Pfizer says three vaccine doses offer protection against Omicron
A third shot of the BioNTech/Pfizer Covid-19 vaccine offers protection against the Omicron coronavirus variant while just two doses show significantly reduced effectiveness against it, according to a preliminary study conducted by the vaccine makers.
Pfizer said in a statement on Tuesday that a third booster dose of the vaccine resulted in a 25-fold increase in the neutralising antibodies that attack the virus, compared with the original strain of the virus detected in China.
However, two doses may still induce protection against severe disease, and the company said it was continuing to monitor the real-world effectiveness against Omicron.
Pfizer said it was developing a new vaccine targeted specifically at Omicron and expected to have it available by March, in the event that additional protection is required to combat the variant.
“Although two doses of the vaccine may still offer protection against severe disease caused by the Omicron strain, it’s clear from these preliminary data that protection is maximised with a third dose of our vaccine,” said Albert Bourla, Pfizer’s chair and chief executive.
“Ensuring as many people as possible are fully vaccinated with the first two-dose series and a booster remains the best course of action to prevent the spread of Covid-19.”
BioNTech said there was not enough data to determine exactly how much vaccine efficacy had dropped against Omicron, although this would become clearer in a few weeks from additional lab testing and monitoring how fast the variant spread.
Ugur Sahin, chief executive of BioNTech, said its initial study demonstrated the need for booster shots. “With the data coming from the Omicron variant it is very clear our vaccine for the Omicron variant should be a three-dose vaccine,” Sahin said.
Jefferies said in a note the 25-fold decline in antibodies flagged by Pfizer in a two-dose vaccine regime against Omicron implied that it would provide only modest protection against infection, with vaccine efficacy falling to around 60 per cent for the new variant. The BioNTech/Pfizer vaccine was 95 per cent against the original virus strain.
“The big picture generalist implication of today’s Pfizer news is a booster remains important and good for protection against infection from Omicron, and there will be a strong and continued push for people to get boosted,” said Michael Yee, analyst at Jefferies.
Earlier preliminary studies conducted by academic institutions had shown Omicron was able to blunt the protective effects of antibodies from the vaccine but that inoculated people with additional protection from boosters or previous infection could retain some defences against catching the virus.
The studies, carried out by separate research teams in South Africa, Sweden and Germany, came to different conclusions about the extent to which Omicron undermines antibody protection. But they all suggested that people with just two doses of a Covid-19 vaccine were now much more susceptible to symptomatic infection.
However, experts stressed that the findings did not mean the protection provided by the vaccines against severe illness would be weakened. The immune system draws on not just antibodies but also T and B-cells to defend against severe illness.

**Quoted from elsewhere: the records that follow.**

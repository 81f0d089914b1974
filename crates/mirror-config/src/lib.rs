//! The mirror-configuration file format: which upstream registries this
//! node serves and which of its peers it is willing to mirror for.

mod error;

use std::path::Path;

use serde::{Deserialize, Serialize};
use url::Url;

pub use error::{Error, Result};

/// The registries and mirror-registries pair persisted to the
/// configuration file.
#[derive(Debug, Clone, PartialEq, Eq, Serialize, Deserialize, Default)]
pub struct MirrorConfiguration {
    /// Upstream registries this node pulls through for.
    #[serde(default)]
    pub registries: Vec<Url>,
    /// Peer registries this node is willing to mirror requests for.
    #[serde(default)]
    pub mirror_registries: Vec<Url>,
}

impl MirrorConfiguration {
    /// Read a configuration file from `path`.
    ///
    /// # Errors
    ///
    /// Returns an error if the file cannot be read or does not parse as
    /// valid configuration TOML.
    pub fn read(path: impl AsRef<Path>) -> Result<Self> {
        let contents = std::fs::read_to_string(path)?;
        Ok(toml::from_str(&contents)?)
    }

    /// Write this configuration to `path`, overwriting any existing file.
    ///
    /// # Errors
    ///
    /// Returns an error if serialization fails or the file cannot be
    /// written.
    pub fn write(&self, path: impl AsRef<Path>) -> Result<()> {
        let contents = toml::to_string_pretty(self)?;
        std::fs::write(path, contents)?;
        Ok(())
    }
}

#[cfg(test)]
mod tests {
    use super::*;

    fn url(s: &str) -> Url {
        s.parse().unwrap()
    }

    #[test]
    fn write_then_read_round_trips() {
        let dir = tempfile::tempdir().unwrap();
        let path = dir.path().join("mirror.toml");

        let original = MirrorConfiguration {
            registries: vec![url("https://docker.io"), url("https://ghcr.io")],
            mirror_registries: vec![url("https://mirror.example.com")],
        };
        original.write(&path).unwrap();

        let read_back = MirrorConfiguration::read(&path).unwrap();
        assert_eq!(read_back, original);
    }

    #[test]
    fn missing_file_is_an_io_error() {
        let err = MirrorConfiguration::read("/nonexistent/mirror.toml").unwrap_err();
        assert_eq!(err.kind(), ocimesh_common::ErrorKind::Io);
    }

    #[test]
    fn empty_configuration_round_trips() {
        let dir = tempfile::tempdir().unwrap();
        let path = dir.path().join("empty.toml");

        MirrorConfiguration::default().write(&path).unwrap();
        let read_back = MirrorConfiguration::read(&path).unwrap();
        assert_eq!(read_back, MirrorConfiguration::default());
    }

    #[test]
    fn malformed_file_is_a_parse_error() {
        let dir = tempfile::tempdir().unwrap();
        let path = dir.path().join("bad.toml");
        std::fs::write(&path, "registries = [not valid toml").unwrap();

        let err = MirrorConfiguration::read(&path).unwrap_err();
        assert!(matches!(err, Error::Parse(_)));
    }
}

A study from Goethe University found that, for individuals who received two doses of the Pfizer vaccine at least six months ago, there was a near-complete loss of antibody protection.
The paper noted that “boosted individuals showed a significant increase” in antibody levels compared with double-vaccinated people, but protection was still markedly lower against Omicron than Delta. The loss of antibody protection for triple-jabbed people was comparable to that of double-vaccinated people who had also been previously infected.
Researchers from the Africa Health Research Institute reported that the loss of immune protection from the vaccine when it was pitted against Omicron was “extensive but incomplete” after analysing plasma samples from 12 participants.
The laboratory experiments found a 41-fold reduction in the ability of virus-blocking antibodies to neutralise Omicron, compared with the original strain of the virus detected in Wuhan almost two years ago.
Importantly, the effect on vaccine efficacy is not known and will not be known for some weeks, as scientists still do not understand fully how antibody levels correlate with that measure.
Scientists at Sweden’s Karolinska Institutet said they had observed “exceptionally variable” loss of neutralisation against Omicron, with some samples “showing almost no loss” and some showing considerably more.
“There is clear agreement between the three studies that the Omicron variant is less susceptible to neutralisation by antibodies raised by either previous infection or a vaccine,” said Charles Bangham, professor of immunology at Imperial College London.
But he added that while this may lead to more breakthrough infections, T-cells would continue to provide a “good measure of protection against severe disease”.
The findings from all three studies, none of which has been peer-reviewed, raise the spectre of vaccines having to be reformulated to combat Omicron.